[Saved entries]
+===+

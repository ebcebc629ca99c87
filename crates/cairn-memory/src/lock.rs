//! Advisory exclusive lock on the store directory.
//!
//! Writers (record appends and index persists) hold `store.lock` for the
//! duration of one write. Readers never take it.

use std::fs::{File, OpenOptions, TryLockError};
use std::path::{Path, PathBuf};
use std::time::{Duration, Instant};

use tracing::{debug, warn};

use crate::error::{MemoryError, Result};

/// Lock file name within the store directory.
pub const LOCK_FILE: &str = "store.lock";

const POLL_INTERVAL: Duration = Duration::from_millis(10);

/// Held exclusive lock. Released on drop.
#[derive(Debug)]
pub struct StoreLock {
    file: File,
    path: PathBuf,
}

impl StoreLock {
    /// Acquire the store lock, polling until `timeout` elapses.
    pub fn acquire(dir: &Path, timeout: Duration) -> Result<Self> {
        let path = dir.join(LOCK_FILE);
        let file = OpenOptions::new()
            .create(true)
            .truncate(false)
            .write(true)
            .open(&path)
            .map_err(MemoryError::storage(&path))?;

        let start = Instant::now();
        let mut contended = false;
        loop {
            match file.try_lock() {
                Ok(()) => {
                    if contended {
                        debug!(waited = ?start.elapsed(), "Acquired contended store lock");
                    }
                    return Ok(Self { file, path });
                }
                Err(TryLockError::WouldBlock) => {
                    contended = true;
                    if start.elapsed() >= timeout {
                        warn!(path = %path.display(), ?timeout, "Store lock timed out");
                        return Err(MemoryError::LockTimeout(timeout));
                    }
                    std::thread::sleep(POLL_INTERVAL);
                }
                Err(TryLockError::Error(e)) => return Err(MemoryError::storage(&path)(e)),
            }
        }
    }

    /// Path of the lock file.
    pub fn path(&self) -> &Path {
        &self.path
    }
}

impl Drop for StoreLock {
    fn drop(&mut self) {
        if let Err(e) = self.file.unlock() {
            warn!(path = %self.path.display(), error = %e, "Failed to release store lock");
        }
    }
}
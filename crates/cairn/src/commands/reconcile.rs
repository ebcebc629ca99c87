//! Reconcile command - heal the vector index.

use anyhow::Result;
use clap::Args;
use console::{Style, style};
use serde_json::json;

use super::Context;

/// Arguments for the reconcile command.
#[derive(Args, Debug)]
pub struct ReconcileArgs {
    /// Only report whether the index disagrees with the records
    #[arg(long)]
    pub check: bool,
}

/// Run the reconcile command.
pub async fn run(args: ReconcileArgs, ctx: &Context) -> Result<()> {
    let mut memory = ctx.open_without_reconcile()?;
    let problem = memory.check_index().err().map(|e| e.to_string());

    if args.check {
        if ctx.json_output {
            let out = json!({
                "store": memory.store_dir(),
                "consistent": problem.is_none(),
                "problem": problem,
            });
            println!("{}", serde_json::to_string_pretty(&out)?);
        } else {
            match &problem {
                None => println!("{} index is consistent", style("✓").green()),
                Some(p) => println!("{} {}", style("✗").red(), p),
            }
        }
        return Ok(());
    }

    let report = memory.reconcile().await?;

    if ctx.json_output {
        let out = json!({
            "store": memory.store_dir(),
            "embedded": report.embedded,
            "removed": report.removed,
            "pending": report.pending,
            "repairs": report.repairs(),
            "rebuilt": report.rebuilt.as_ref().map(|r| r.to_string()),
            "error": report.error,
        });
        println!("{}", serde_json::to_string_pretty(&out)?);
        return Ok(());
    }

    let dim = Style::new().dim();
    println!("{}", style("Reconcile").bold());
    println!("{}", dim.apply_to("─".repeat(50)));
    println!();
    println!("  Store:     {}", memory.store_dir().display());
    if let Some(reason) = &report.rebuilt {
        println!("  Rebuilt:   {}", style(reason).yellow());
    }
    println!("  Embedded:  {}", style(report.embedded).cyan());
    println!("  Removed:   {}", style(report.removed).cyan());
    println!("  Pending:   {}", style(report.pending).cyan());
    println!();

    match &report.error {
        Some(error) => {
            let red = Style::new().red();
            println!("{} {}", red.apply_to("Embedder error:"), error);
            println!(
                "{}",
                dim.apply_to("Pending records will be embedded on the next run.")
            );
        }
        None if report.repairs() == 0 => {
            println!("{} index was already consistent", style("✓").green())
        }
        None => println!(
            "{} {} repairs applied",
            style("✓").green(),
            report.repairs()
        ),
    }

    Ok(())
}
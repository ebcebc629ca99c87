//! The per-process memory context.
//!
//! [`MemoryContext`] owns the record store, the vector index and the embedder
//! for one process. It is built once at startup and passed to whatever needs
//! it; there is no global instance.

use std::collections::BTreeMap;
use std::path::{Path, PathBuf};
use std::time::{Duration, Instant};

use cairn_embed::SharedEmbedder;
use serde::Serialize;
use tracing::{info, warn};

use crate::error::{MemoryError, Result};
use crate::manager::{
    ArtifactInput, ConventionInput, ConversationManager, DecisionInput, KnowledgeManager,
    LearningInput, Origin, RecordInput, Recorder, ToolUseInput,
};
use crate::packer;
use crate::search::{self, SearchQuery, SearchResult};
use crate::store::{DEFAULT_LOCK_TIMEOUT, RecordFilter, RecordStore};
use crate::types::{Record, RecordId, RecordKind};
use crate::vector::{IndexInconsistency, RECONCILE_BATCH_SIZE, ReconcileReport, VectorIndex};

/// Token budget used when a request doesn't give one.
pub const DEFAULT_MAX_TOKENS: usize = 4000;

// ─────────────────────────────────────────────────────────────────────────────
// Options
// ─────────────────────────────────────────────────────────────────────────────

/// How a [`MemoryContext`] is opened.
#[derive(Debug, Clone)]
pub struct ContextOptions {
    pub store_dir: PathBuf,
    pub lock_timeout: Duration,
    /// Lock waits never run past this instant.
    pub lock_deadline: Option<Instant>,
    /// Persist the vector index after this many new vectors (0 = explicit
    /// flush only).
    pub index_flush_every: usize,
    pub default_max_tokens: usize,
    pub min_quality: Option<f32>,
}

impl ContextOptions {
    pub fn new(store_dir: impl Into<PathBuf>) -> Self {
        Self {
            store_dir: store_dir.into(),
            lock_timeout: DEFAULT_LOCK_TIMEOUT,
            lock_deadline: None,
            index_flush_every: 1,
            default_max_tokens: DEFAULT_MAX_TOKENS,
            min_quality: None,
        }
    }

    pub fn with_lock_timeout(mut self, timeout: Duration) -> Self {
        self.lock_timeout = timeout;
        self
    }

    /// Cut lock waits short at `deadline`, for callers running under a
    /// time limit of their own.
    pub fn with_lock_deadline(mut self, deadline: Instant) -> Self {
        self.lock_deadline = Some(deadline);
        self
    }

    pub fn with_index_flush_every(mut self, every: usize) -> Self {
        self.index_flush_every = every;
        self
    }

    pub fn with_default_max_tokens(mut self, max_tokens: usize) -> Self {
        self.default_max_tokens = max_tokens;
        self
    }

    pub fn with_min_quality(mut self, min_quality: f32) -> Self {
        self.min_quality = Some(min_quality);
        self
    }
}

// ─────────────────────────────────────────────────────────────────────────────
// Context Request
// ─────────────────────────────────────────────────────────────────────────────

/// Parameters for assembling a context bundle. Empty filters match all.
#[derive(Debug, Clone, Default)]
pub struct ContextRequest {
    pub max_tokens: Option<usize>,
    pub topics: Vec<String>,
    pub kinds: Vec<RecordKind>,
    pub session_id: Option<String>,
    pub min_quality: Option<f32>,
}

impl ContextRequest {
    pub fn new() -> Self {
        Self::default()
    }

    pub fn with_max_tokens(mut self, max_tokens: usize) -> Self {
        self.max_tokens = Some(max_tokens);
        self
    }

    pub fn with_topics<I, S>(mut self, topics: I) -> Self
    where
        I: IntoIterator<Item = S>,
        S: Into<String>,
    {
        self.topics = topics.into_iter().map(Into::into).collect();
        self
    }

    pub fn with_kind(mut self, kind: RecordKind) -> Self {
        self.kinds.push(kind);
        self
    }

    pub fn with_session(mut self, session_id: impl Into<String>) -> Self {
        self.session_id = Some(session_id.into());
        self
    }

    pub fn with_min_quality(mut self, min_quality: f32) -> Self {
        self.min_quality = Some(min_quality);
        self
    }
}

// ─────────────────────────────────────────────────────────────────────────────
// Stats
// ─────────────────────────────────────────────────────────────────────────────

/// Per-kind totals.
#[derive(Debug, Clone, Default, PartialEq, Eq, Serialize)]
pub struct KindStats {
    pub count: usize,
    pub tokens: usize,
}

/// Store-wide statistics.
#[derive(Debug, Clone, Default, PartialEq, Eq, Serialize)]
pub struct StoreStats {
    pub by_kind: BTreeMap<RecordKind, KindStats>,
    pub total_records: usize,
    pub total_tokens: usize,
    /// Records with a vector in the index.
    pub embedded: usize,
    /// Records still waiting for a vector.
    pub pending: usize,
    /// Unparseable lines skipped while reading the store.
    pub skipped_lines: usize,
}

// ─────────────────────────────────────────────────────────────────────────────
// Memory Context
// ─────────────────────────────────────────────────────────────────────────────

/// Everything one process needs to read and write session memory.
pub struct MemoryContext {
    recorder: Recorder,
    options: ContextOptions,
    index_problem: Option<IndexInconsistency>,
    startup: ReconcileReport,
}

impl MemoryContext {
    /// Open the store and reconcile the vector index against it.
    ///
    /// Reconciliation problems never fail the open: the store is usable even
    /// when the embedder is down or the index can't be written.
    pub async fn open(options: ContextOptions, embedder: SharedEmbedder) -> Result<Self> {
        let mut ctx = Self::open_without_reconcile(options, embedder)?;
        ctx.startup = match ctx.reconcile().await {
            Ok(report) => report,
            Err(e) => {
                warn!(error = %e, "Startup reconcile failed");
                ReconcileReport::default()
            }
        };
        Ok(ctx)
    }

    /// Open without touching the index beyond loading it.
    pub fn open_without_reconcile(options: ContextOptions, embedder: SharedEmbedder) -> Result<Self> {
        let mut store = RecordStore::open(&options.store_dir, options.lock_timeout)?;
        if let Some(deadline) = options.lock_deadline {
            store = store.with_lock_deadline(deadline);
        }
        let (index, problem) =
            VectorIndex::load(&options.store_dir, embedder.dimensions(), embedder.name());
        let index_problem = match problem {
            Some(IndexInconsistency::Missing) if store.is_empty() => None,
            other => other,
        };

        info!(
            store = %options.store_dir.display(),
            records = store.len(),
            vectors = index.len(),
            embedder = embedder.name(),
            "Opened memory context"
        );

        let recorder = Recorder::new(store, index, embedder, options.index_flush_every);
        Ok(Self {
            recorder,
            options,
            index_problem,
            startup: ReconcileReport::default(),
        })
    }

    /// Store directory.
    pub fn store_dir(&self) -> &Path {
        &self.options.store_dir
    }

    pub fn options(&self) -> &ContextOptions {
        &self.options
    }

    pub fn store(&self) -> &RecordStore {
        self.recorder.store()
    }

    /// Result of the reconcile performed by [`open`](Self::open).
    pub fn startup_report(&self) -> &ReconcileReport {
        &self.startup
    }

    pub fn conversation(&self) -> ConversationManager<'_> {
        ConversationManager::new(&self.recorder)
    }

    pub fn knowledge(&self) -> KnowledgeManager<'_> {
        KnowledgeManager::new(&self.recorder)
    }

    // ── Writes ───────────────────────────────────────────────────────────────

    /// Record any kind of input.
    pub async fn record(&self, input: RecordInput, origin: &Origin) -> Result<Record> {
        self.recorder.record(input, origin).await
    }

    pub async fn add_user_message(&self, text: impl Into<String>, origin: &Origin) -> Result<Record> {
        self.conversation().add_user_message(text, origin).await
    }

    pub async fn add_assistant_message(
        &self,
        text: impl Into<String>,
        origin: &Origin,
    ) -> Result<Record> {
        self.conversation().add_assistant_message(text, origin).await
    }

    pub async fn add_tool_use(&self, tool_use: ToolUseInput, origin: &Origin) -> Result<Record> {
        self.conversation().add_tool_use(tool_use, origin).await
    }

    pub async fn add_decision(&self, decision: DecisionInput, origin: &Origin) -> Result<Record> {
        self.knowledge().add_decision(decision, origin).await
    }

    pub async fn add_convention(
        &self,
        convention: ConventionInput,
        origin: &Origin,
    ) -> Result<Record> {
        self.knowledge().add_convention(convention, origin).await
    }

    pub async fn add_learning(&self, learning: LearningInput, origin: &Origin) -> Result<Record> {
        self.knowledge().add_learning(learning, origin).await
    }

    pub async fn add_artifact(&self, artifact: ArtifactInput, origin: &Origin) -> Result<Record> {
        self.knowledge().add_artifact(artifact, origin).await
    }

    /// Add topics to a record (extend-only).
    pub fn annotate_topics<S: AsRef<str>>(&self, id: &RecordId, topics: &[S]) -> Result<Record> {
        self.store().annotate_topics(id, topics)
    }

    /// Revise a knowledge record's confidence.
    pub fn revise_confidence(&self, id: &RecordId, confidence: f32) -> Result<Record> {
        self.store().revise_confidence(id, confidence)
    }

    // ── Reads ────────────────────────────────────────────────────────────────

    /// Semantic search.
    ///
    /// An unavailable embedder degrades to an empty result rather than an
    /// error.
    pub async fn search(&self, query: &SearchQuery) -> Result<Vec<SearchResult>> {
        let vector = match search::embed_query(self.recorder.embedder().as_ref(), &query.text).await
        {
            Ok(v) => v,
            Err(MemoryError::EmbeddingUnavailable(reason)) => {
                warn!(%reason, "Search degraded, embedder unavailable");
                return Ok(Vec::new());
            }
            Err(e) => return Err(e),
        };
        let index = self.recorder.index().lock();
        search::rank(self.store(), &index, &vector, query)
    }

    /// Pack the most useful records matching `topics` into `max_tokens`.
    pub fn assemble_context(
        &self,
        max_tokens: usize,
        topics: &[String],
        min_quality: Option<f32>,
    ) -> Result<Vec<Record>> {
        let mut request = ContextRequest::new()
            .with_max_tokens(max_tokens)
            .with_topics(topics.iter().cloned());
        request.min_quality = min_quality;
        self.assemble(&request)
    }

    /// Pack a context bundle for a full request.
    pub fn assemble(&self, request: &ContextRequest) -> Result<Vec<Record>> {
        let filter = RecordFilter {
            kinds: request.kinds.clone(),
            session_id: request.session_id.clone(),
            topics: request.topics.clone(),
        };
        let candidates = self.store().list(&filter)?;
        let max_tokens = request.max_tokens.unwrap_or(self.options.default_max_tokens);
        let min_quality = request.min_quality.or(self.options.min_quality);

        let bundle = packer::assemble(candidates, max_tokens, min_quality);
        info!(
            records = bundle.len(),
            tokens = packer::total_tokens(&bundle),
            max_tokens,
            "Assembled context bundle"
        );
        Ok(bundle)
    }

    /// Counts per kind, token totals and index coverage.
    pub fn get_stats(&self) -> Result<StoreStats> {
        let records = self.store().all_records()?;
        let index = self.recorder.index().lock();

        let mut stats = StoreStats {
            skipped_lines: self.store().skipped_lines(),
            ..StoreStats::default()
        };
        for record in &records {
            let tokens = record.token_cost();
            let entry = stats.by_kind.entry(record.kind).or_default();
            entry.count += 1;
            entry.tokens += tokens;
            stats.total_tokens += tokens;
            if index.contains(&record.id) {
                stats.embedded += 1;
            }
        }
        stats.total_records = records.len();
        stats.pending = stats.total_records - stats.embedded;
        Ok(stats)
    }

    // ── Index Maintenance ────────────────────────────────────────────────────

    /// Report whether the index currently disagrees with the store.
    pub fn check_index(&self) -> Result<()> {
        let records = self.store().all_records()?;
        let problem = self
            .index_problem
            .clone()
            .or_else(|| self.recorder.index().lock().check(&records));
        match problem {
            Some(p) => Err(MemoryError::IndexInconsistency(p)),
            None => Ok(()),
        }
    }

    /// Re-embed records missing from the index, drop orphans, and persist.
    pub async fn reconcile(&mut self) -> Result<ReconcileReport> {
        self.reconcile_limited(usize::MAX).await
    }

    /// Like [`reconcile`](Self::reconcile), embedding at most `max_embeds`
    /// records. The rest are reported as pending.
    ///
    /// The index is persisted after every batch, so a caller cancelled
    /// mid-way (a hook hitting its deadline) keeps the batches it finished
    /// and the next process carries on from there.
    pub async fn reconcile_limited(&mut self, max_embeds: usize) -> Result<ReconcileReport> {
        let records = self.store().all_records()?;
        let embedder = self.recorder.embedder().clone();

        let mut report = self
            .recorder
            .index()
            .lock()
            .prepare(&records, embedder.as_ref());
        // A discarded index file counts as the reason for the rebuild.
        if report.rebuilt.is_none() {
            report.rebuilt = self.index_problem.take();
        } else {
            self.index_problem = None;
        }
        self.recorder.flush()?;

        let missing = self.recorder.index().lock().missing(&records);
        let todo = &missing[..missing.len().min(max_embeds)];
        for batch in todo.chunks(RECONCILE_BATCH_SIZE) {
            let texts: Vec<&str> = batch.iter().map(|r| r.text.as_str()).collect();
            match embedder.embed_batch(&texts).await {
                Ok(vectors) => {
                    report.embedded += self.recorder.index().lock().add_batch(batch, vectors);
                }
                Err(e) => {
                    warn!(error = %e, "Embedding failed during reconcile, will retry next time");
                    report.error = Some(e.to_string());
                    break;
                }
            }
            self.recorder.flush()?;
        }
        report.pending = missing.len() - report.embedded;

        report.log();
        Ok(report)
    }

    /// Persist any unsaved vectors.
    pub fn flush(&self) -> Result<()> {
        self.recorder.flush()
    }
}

+===+

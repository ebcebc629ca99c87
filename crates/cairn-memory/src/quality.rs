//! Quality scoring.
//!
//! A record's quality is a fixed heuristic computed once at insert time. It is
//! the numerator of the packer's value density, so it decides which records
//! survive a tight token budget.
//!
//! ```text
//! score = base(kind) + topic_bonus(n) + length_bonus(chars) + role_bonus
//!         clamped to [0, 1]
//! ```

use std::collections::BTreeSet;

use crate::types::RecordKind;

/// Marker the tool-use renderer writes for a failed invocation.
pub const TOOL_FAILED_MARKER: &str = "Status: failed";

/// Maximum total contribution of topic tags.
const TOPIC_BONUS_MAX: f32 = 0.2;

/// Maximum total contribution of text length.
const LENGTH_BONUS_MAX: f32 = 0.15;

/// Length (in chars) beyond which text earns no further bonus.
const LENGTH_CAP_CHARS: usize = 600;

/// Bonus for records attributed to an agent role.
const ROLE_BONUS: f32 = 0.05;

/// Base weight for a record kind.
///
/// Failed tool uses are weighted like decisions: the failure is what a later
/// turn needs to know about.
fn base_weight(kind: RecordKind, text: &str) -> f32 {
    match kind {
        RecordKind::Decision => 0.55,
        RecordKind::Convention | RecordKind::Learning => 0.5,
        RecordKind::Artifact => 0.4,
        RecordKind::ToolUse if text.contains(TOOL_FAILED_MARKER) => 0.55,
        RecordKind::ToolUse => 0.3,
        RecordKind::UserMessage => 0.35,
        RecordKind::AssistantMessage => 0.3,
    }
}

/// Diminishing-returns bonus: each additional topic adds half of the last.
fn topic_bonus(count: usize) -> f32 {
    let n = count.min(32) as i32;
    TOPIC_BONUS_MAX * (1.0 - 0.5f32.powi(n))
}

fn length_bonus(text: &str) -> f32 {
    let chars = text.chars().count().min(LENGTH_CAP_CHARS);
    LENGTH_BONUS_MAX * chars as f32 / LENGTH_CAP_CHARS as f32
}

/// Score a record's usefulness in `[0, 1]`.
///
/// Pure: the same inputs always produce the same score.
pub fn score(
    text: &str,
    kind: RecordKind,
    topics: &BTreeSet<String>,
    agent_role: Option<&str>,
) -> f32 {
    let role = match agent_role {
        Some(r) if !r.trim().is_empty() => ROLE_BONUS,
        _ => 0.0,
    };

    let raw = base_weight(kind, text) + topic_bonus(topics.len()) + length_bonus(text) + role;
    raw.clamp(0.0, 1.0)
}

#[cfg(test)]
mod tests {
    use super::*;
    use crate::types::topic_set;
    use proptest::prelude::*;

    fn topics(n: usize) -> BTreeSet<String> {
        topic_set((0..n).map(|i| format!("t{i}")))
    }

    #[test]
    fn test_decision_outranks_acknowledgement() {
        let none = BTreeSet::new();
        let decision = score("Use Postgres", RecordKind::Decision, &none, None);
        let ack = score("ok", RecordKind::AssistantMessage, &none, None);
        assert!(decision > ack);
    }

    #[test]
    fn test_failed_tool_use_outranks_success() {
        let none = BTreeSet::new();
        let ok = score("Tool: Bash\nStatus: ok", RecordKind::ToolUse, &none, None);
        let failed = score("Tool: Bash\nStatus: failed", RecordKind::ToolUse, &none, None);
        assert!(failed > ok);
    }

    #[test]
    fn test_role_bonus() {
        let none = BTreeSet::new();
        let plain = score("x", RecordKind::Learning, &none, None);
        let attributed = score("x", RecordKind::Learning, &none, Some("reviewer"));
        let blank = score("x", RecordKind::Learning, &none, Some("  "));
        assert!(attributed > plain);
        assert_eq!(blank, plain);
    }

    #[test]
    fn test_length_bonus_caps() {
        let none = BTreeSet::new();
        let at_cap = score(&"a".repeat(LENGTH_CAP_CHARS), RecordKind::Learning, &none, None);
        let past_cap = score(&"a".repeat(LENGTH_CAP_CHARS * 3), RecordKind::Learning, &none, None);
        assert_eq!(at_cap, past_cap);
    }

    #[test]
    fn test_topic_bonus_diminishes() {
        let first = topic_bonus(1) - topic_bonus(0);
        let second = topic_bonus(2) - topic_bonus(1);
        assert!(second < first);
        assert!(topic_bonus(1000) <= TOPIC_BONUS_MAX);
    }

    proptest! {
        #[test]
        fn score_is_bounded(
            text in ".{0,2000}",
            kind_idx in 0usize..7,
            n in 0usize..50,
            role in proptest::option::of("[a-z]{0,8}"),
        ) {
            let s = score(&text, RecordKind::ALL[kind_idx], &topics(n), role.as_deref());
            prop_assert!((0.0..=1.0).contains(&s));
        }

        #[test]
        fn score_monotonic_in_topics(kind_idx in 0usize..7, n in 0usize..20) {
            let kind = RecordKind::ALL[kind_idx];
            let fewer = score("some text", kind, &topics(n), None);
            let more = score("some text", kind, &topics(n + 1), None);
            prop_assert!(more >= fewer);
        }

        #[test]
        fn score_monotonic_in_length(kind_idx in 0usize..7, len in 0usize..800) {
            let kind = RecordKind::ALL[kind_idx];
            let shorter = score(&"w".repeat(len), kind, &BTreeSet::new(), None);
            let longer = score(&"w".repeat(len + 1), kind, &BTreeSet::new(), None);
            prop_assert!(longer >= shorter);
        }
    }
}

+===+

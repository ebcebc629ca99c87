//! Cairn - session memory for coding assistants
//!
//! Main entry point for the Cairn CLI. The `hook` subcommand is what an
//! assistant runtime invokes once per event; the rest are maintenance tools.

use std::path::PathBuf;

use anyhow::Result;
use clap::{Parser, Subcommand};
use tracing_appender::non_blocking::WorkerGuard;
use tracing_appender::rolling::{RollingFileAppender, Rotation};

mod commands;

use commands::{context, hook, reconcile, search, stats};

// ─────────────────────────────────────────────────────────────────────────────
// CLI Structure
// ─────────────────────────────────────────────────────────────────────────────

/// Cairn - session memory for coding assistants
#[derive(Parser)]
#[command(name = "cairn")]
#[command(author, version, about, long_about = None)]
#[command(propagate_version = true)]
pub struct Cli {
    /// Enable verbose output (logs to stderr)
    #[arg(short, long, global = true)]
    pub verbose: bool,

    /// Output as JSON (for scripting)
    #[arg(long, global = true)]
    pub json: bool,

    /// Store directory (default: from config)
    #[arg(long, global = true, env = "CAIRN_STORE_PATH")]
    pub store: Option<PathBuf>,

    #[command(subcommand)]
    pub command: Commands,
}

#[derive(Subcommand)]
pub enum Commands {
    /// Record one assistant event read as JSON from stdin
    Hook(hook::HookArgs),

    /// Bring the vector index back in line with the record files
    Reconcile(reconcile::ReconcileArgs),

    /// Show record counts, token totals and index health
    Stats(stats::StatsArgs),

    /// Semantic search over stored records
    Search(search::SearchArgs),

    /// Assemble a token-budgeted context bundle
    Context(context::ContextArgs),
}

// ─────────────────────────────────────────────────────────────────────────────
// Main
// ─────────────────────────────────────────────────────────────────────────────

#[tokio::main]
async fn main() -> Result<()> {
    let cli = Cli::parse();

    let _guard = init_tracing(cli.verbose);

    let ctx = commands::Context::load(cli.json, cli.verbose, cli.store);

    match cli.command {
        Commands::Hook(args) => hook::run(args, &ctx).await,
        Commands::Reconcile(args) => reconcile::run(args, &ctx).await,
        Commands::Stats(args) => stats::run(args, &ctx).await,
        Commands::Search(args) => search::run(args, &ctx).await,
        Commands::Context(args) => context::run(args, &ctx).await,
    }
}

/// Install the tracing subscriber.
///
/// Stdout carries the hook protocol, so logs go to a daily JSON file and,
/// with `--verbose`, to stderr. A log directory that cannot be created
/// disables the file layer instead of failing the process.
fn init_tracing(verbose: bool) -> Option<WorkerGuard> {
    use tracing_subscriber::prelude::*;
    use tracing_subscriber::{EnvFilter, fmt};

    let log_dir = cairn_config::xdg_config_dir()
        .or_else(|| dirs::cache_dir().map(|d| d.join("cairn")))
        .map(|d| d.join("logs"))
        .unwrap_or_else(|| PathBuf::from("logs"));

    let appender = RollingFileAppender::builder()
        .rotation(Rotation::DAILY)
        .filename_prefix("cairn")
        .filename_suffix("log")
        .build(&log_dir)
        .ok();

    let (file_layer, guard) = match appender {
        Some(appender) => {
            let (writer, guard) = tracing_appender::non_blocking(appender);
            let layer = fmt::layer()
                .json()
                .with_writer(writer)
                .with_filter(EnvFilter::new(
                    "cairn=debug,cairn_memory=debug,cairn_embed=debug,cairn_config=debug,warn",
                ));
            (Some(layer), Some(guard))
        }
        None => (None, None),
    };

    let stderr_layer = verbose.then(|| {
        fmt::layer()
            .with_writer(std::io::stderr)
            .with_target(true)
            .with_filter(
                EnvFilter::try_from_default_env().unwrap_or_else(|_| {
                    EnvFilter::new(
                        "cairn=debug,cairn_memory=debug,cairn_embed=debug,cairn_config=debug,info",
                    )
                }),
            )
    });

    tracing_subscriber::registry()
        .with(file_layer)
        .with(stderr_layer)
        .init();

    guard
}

+===+

## What the task requires
How many lines of the data above include the word "bool"? Only that number should be returned.

## Your response
4